Given information: Begin

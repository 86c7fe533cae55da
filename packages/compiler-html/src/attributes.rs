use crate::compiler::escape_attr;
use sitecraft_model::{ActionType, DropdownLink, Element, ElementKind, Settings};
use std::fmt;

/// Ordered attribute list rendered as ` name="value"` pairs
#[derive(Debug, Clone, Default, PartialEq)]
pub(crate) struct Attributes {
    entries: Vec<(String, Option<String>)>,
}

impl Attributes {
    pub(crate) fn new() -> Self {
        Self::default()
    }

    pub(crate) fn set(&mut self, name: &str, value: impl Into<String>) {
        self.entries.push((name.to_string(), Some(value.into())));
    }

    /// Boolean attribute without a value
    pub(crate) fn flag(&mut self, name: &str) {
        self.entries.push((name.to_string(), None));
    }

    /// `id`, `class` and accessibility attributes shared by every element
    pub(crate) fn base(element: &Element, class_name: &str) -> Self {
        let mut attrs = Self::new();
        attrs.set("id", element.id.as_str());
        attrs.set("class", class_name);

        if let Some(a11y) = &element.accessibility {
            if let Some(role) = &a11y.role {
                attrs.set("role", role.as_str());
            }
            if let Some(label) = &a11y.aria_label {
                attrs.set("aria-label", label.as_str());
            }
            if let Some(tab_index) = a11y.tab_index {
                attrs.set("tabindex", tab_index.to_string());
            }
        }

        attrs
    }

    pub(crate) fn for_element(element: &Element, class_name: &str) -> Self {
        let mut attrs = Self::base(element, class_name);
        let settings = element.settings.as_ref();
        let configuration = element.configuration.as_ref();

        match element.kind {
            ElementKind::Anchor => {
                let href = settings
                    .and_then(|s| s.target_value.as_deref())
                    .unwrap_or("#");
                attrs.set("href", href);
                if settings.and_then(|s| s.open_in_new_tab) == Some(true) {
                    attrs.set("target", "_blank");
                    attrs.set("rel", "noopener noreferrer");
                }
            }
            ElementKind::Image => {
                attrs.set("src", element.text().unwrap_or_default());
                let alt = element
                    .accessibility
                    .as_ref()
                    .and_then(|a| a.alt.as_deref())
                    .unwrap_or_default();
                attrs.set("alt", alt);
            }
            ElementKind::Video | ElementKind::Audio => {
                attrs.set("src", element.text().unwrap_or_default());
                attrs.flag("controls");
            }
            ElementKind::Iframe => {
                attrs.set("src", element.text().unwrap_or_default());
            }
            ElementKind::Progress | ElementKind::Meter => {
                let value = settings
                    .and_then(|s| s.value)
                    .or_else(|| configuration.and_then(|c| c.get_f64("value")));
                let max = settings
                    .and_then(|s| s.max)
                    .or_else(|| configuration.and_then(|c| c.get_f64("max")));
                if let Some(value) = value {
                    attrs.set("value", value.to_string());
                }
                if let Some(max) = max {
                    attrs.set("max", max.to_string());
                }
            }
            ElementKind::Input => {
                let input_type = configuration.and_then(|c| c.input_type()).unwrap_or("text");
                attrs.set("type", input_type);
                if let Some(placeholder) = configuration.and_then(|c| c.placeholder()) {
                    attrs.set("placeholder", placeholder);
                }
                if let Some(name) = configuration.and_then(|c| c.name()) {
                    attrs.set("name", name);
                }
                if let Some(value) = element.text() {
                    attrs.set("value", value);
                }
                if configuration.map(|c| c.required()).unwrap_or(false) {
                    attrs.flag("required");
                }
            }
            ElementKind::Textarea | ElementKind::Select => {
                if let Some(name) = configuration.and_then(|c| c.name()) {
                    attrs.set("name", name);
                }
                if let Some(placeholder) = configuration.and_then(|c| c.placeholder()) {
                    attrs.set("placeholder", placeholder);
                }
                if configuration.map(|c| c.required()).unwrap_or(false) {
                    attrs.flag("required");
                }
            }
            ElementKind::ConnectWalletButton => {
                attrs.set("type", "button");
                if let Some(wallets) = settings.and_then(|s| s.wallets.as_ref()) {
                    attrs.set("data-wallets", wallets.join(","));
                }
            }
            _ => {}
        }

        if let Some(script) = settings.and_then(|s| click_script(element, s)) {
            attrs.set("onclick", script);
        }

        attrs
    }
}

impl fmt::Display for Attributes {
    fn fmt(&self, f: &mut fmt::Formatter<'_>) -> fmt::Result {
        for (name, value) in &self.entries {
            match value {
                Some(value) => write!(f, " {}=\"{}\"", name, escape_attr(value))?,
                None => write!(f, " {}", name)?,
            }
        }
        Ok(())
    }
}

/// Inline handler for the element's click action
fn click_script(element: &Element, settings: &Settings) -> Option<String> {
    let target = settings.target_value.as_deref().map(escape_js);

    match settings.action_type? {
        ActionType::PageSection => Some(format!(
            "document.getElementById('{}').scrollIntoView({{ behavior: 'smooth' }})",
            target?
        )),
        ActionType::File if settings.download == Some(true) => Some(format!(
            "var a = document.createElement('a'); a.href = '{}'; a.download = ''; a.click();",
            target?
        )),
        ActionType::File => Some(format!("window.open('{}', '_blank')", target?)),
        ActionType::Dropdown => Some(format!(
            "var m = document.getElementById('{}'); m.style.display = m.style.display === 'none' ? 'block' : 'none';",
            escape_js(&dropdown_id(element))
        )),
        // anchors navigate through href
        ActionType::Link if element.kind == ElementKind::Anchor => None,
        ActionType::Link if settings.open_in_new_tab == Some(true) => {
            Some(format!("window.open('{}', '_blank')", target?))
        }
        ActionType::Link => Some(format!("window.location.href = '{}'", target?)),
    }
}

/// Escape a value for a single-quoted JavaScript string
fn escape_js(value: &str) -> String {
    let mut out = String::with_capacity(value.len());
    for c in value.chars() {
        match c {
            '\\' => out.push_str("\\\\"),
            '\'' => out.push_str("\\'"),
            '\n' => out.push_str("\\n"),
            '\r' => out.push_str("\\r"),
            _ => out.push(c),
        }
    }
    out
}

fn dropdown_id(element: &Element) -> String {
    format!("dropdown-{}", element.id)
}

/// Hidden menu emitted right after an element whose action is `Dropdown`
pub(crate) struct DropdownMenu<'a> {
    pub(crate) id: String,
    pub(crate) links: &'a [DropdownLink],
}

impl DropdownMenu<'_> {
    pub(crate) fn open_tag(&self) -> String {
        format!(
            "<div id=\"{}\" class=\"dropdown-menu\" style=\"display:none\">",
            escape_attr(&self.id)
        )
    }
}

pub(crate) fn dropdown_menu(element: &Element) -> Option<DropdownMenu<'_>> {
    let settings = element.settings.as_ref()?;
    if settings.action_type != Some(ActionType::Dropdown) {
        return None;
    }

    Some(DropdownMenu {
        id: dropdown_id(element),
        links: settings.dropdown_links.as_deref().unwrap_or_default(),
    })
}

Given information: End

Filter the data above down to lines with the word "write", and copy them.

## [Result]
                Some(value) => write!(f, " {}=\"{}\"", name, escape_attr(value))?,
                None => write!(f, " {}", name)?,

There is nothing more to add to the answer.